Açık açık dile getirmemiş olsalar da anlamıştım. Kuzey'den şüphem yoktu, asla isteyerek söylemezdi. Ama bir şekilde konuşturacaklarından korkmuştum. İçim bu konuda asla rahat değildi. Ancak bir şey demedim, sessiz kaldım.
Kuzey uzaklaşırken Han hemen üzerime eğilip, üzerime örttüğü ceketini bana giydirdi. Sonra bir şey demeden, sadece beni öpüp geri çekildi. Kapıyı hızla kapatıp kendi tarafına koştu. O sırada ben de tamamen arkama yaslanıp gözlerimi kapattım. Acı çekiyormuş gibi davranamamaktan korktuğum için baygınmış gibi davranmak daha çok işime gelmişti.
Han elimi tutup arabayı çalıştırdığında dahi gözlerimi açmadım. Şehirden ne zaman çıkmıştık, ne zamandır gözlerim kapalıydı bilmiyorum ama gözlerimi açtığımda çoktan merkezden çıkmıştık.
Kafamın içi bomboştu. Ne hissedeceğimi dahi bilememiştim. Sadece kafamı çevirip bir süre Han'ı izlemiştim. Onunda bakışları düzdü, onun ne hissettiğini de anlayamamıştım.
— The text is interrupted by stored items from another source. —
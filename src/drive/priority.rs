// Input source priority and facing transforms
//
// Up to two controllers can drive. Each tick exactly one of them (or none) is
// authoritative, and its stick axes are rotated to the facing it drives from.

use serde::{Deserialize, Serialize};

use super::mixer::InputSample;
use crate::gamepad::{Gamepad, Key};

/// Which physical direction a controller's "forward" maps to
#[derive(Debug, Clone, Copy, Default, PartialEq, Eq, Serialize, Deserialize)]
#[serde(rename_all = "snake_case")]
pub enum Facing {
    #[default]
    Front,
    Back,
    Left,
    Right,
}

impl Facing {
    /// Rotate a raw stick pair into drive axes
    ///
    /// Raw Y follows the gamepad convention (forward is negative), so `Front`
    /// flips it. Rotation is never transformed by facing.
    pub fn apply(self, raw_x: f32, raw_y: f32, rotation: f32) -> InputSample {
        let (x, y) = match self {
            Facing::Front => (raw_x, -raw_y),
            Facing::Back => (-raw_x, raw_y),
            Facing::Left => (raw_y, raw_x),
            Facing::Right => (-raw_y, -raw_x),
        };
        InputSample::new(x, y, rotation)
    }
}

/// Per-source drive settings
#[derive(Debug, Clone, Copy, PartialEq, Serialize, Deserialize)]
#[serde(default)]
pub struct SourceConfig {
    pub enabled: bool,
    pub facing: Facing,
}

impl Default for SourceConfig {
    fn default() -> Self {
        Self {
            enabled: true,
            facing: Facing::Front,
        }
    }
}

/// The source that drives this tick
#[derive(Debug, Clone, Copy, PartialEq, Eq, Serialize, Deserialize)]
#[serde(rename_all = "snake_case")]
pub enum Authority {
    Primary,
    Secondary,
    None,
}

/// Rules deciding which controller drives
#[derive(Debug, Clone, Copy, PartialEq, Serialize, Deserialize)]
#[serde(default)]
pub struct PriorityPolicy {
    pub primary: SourceConfig,
    pub secondary: SourceConfig,
    /// Whether the secondary source may seize control with `override_key`
    pub secondary_can_override: bool,
    pub override_key: Key,
}

impl Default for PriorityPolicy {
    fn default() -> Self {
        Self {
            primary: SourceConfig::default(),
            secondary: SourceConfig::default(),
            secondary_can_override: true,
            override_key: Key::Y,
        }
    }
}

impl PriorityPolicy {
    /// Only the primary controller drives
    pub fn single(facing: Facing) -> Self {
        Self {
            primary: SourceConfig {
                enabled: true,
                facing,
            },
            secondary: SourceConfig {
                enabled: false,
                ..Default::default()
            },
            secondary_can_override: false,
            ..Default::default()
        }
    }

    /// Decide which source is authoritative this tick
    ///
    /// The secondary drives when it is enabled and either the primary is
    /// disabled, the primary is idle, or the secondary holds the override key.
    pub fn resolve(&self, primary: &Gamepad, secondary: &Gamepad) -> Authority {
        let primary_idle = !self.primary.enabled || !primary.is_being_used();
        let overriding = self.secondary_can_override && secondary.pressed(self.override_key);

        if self.secondary.enabled && (primary_idle || overriding) {
            Authority::Secondary
        } else if self.primary.enabled {
            Authority::Primary
        } else {
            Authority::None
        }
    }

    pub fn facing(&self, authority: Authority) -> Option<Facing> {
        match authority {
            Authority::Primary => Some(self.primary.facing),
            Authority::Secondary => Some(self.secondary.facing),
            Authority::None => None,
        }
    }
}
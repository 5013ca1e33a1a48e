// Loop rate, timeouts, topics, drive tuning
use std::path::Path;
use std::time::Duration;

use serde::{Deserialize, Serialize};
use tracing::info;

use crate::drive::mixer::MixerConfig;
use crate::drive::priority::PriorityPolicy;
use crate::drive::train::DriveTrainConfig;
use crate::gamepad::ControlMap;
use crate::hardware::HardwareAliases;

// Runtime loop frequency
pub const LOOP_HZ: u64 = 50;

// Gamepad input timeout for watchdog
pub const INPUT_TIMEOUT: Duration = Duration::from_millis(250);

// Zenoh topics
pub const TOPIC_GAMEPAD1: &str = "ftc/input/gamepad1"; // primary driver
pub const TOPIC_GAMEPAD2: &str = "ftc/input/gamepad2"; // secondary driver
pub const TOPIC_RT_DRIVE: &str = "ftc/rt/drive"; // wheel powers
pub const TOPIC_HEALTH: &str = "ftc/state/health"; // health status

// Drive motor names in the hardware map: [front_left, front_right, back_left, back_right]
pub const DRIVE_MOTOR_NAMES: [&str; 4] = [
    "frontLeftMotor",
    "frontRightMotor",
    "backLeftMotor",
    "backRightMotor",
];

/// Error types for loading configuration
#[derive(Debug, thiserror::Error)]
pub enum ConfigError {
    #[error("Failed to read config file: {0}")]
    Io(#[from] std::io::Error),

    #[error("Invalid config: {0}")]
    Parse(#[from] serde_json::Error),
}

/// Everything a teleop program can tune without recompiling
#[derive(Debug, Clone, PartialEq, Serialize, Deserialize)]
#[serde(default)]
pub struct TeleopConfig {
    pub mixer: MixerConfig,
    pub speed_factor: f32,
    pub policy: PriorityPolicy,
    pub controls: ControlMap,
    pub aliases: HardwareAliases,
    pub drive_train: DriveTrainConfig,
    pub loop_hz: u64,
    pub input_timeout_ms: u64,
}

impl Default for TeleopConfig {
    fn default() -> Self {
        Self {
            mixer: MixerConfig::default(),
            speed_factor: 1.0,
            policy: PriorityPolicy::default(),
            controls: ControlMap::default(),
            aliases: HardwareAliases::default(),
            drive_train: DriveTrainConfig::default(),
            loop_hz: LOOP_HZ,
            input_timeout_ms: INPUT_TIMEOUT.as_millis() as u64,
        }
    }
}

impl TeleopConfig {
    /// Load a JSON config; missing fields take their defaults
    pub fn load(path: impl AsRef<Path>) -> Result<Self, ConfigError> {
        let path = path.as_ref();
        let text = std::fs::read_to_string(path)?;
        let config = Self::from_json(&text)?;
        info!("Loaded config from {}", path.display());
        Ok(config)
    }

    pub fn from_json(text: &str) -> Result<Self, ConfigError> {
        Ok(serde_json::from_str(text)?)
    }

    pub fn loop_period(&self) -> Duration {
        Duration::from_millis((1000 / self.loop_hz.max(1)).max(1))
    }

    pub fn input_timeout(&self) -> Duration {
        Duration::from_millis(self.input_timeout_ms)
    }
}

#[cfg(test)]
mod tests {
    use super::*;
    use crate::drive::priority::Facing;
    use crate::gamepad::Key;

    #[test]
    fn test_empty_config_uses_defaults() {
        let config = TeleopConfig::from_json("{}").unwrap();
        assert_eq!(config, TeleopConfig::default());
        assert_eq!(config.mixer.strafe_coefficient, 1.5);
        assert_eq!(config.mixer.precision_divisor, 2.0);
        assert_eq!(config.mixer.slow_divisor, 5.0);
        assert_eq!(config.loop_period(), Duration::from_millis(20));
        assert_eq!(config.input_timeout(), INPUT_TIMEOUT);
    }

    #[test]
    fn test_partial_config() {
        let config = TeleopConfig::from_json(
            r#"{
                "mixer": { "strafe_coefficient": 1.2 },
                "speed_factor": 0.8,
                "policy": {
                    "secondary": { "enabled": true, "facing": "left" },
                    "override_key": "guide"
                },
                "controls": { "intake": "right_trigger" },
                "aliases": { "liftMotor": ["lift"] }
            }"#,
        )
        .unwrap();

        assert_eq!(config.mixer.strafe_coefficient, 1.2);
        assert_eq!(config.mixer.slow_divisor, 5.0);
        assert_eq!(config.speed_factor, 0.8);
        assert_eq!(config.policy.secondary.facing, Facing::Left);
        assert_eq!(config.policy.primary.facing, Facing::Front);
        assert_eq!(config.policy.override_key, Key::Guide);
        assert_eq!(config.controls.get("intake"), Some(Key::RightTrigger));
        assert_eq!(config.aliases.resolve("lift"), Some("liftMotor"));
    }

    #[test]
    fn test_invalid_config() {
        let err = TeleopConfig::from_json(r#"{"speed_factor": "fast"}"#).unwrap_err();
        assert!(matches!(err, ConfigError::Parse(_)));
    }

    #[test]
    fn test_missing_file() {
        let err = TeleopConfig::load("/nonexistent/teleop.json").unwrap_err();
        assert!(matches!(err, ConfigError::Io(_)));
    }
}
"Ne hissediyorsun?" diye sordum, oldukça yumuşak bir ses tonuyla. Hamile olduğumu böyle öğrenmeyi ve onun böyle öğrenmesini istemezdim. Sevinecek zamanımız bile olmamıştı.
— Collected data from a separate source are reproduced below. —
// Fixed-rate teleop loop with input watchdog
// Note: a gamepad that stops publishing (driver station dropped, teleop crashed)
// must not leave the robot driving on its last stick position, so stale input
// is replaced by a controller at rest.

use std::time::{Duration, Instant};
use tokio::time::interval;
use tracing::{debug, info, warn};

use crate::config::{TeleopConfig, TOPIC_GAMEPAD1, TOPIC_GAMEPAD2, TOPIC_HEALTH, TOPIC_RT_DRIVE};
use crate::drive::Teleop;
use crate::gamepad::Gamepad;
use crate::messages::{DriveActuation, RuntimeHealth};

/// Latest snapshot from one controller and when it arrived
#[derive(Debug, Clone, Copy, Default)]
struct InputSlot {
    latest: Option<(Gamepad, Instant)>,
}

impl InputSlot {
    fn update(&mut self, pad: Gamepad, now: Instant) {
        self.latest = Some((pad, now));
    }

    /// The snapshot if still fresh
    fn fresh(&self, now: Instant, timeout: Duration) -> Option<Gamepad> {
        self.latest
            .filter(|(_, at)| now.saturating_duration_since(*at) <= timeout)
            .map(|(pad, _)| pad)
    }
}

pub struct Runtime {
    teleop: Teleop,
    input_timeout: Duration,
    gamepad1: InputSlot,
    gamepad2: InputSlot,
    health: RuntimeHealth,
}

impl Runtime {
    pub fn new(config: &TeleopConfig) -> Self {
        Self {
            teleop: Teleop::new(config.mixer, config.policy, config.speed_factor),
            input_timeout: config.input_timeout(),
            gamepad1: InputSlot::default(),
            gamepad2: InputSlot::default(),
            health: RuntimeHealth::InputStale, // Start stale until first input
        }
    }

    pub fn health(&self) -> RuntimeHealth {
        self.health
    }

    /// Record a gamepad-1 snapshot
    pub fn on_gamepad1(&mut self, pad: Gamepad, now: Instant) {
        debug!("Gamepad 1: {:?}", pad);
        self.gamepad1.update(pad, now);
    }

    /// Record a gamepad-2 snapshot
    pub fn on_gamepad2(&mut self, pad: Gamepad, now: Instant) {
        debug!("Gamepad 2: {:?}", pad);
        self.gamepad2.update(pad, now);
    }

    /// Compute actuation based on watchdog state
    pub fn compute_actuation(&mut self, now: Instant) -> DriveActuation {
        let pad1 = self.gamepad1.fresh(now, self.input_timeout);
        let pad2 = self.gamepad2.fresh(now, self.input_timeout);

        let health = if pad1.is_none() && pad2.is_none() {
            RuntimeHealth::InputStale
        } else {
            RuntimeHealth::Ok
        };
        if health == RuntimeHealth::InputStale && self.health != RuntimeHealth::InputStale {
            // Watchdog triggered - every controller counts as released
            warn!("Gamepad input stale, stopping robot");
        }
        self.health = health;

        let out = self
            .teleop
            .update(&pad1.unwrap_or_default(), &pad2.unwrap_or_default());
        DriveActuation::from(&out)
    }
}

pub async fn run(config: TeleopConfig) -> Result<(), Box<dyn std::error::Error + Send + Sync>> {
    info!("Opening Zenoh session...");
    let session = zenoh::open(zenoh::Config::default()).await?;

    info!("Setting up publishers and subscribers...");
    let sub_gamepad1 = session.declare_subscriber(TOPIC_GAMEPAD1).await?;
    let sub_gamepad2 = session.declare_subscriber(TOPIC_GAMEPAD2).await?;
    let pub_actuation = session.declare_publisher(TOPIC_RT_DRIVE).await?;
    let pub_health = session.declare_publisher(TOPIC_HEALTH).await?;

    let mut runtime = Runtime::new(&config);
    let mut tick = interval(config.loop_period());

    info!(
        "Runtime started: {}Hz loop, {}ms input timeout, speed factor {}",
        config.loop_hz, config.input_timeout_ms, config.speed_factor
    );
    info!("Subscribed to: {}, {}", TOPIC_GAMEPAD1, TOPIC_GAMEPAD2);
    info!("Publishing to: {}, {}", TOPIC_RT_DRIVE, TOPIC_HEALTH);

    loop {
        tick.tick().await;

        // 1. Drain all pending snapshots (non-blocking), keep latest
        while let Ok(Some(sample)) = sub_gamepad1.try_recv() {
            let payload = sample.payload().to_bytes();
            match serde_json::from_slice::<Gamepad>(&payload) {
                Ok(pad) => runtime.on_gamepad1(pad, Instant::now()),
                Err(e) => warn!("Failed to parse gamepad 1 snapshot: {}", e),
            }
        }
        while let Ok(Some(sample)) = sub_gamepad2.try_recv() {
            let payload = sample.payload().to_bytes();
            match serde_json::from_slice::<Gamepad>(&payload) {
                Ok(pad) => runtime.on_gamepad2(pad, Instant::now()),
                Err(e) => warn!("Failed to parse gamepad 2 snapshot: {}", e),
            }
        }

        // 2. Compute actuation (includes watchdog logic)
        let actuation = runtime.compute_actuation(Instant::now());

        // 3. Publish actuation
        let actuation_json = serde_json::to_string(&actuation)?;
        pub_actuation.put(actuation_json).await?;

        // 4. Publish health
        let health_json = serde_json::to_string(&runtime.health)?;
        pub_health.put(health_json).await?;
    }
}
Arabanın hızını sanki çok yavaşmış gibi biraz daha arttırıp bana bakmıştı. Kısa bir bakışmaydı, sonra hemen geri önüne dönmüştü.
"Suçlu," dedi.
"Neden?"
"Benimle mutlu hiçbir anın yok. Kendimle beraber seni de felakete sürüklüyorum. Keşke o gün hiç yaralanmasaydım, sen de hiç yanıma gelmiş olmasaydın... Bensiz daha mutlu bir hayatın olurdu. Ben seni mutlu edemiyorum." Konuşurken asla dönüp bana bakmamıştı. Sesi güçsüzdü. Yüz ifadesi düz olsa da sesinden üzgün olduğu belli oluyordu.
El ele tutuştuğumuz ellerimizin üzerine diğer elimi de koydum. Canım acımıyordu ama birden üzerime bir ağırlık çökmüş, yorgun gibiydim.
"Ben, senin yanında mutluyum Han."
"Hayır, değilsin. Normal biri gibi davranabildiğimiz bir günümüz bile yok. Sıradan, sorunsuz, güvenli hayatını mahvettim. Sana mühürlendiğimden beri başına gelmeyen kalmadı. Kendi şehrimizde bile peşinde korumalar ile gezmek zorundasın. Başına açtığım şeyler yetmezmiş gibi bir de beyaz kurda hamile bıraktım seni. Üstelik bu yaşta çocuk sahibi olmak istememene rağmen. Başından beri yaptığım her şey benim bencilliğimdi. Hiç senin altından kalkıp kalkamayacağını düşünmedim. Her şeyi hallederim sandım ama beceremiyorum. Bugün ölebilirdin, ya da bebeğimiz ölebilirdi. Hissetmedim bile. Ne o herifi ne de ateş ettiğini, sen yere düşene kadar fark etmedim. Ben seni koruyamıyorum. Bu bebeği de koruyamayacağım. Ve sonunda yine sana acı çektireceğim."
ŞİMDİ OKUDUĞUN
NARYA
WerewolfSavaş nedeniyle başka evrene gönderilen elli genç. Bu evrende hiç beklemedikleri bir türle karşı karşıya kalmak durumda kalırlarsa, ne olur? Kurtadamlarla dolu bir evrene...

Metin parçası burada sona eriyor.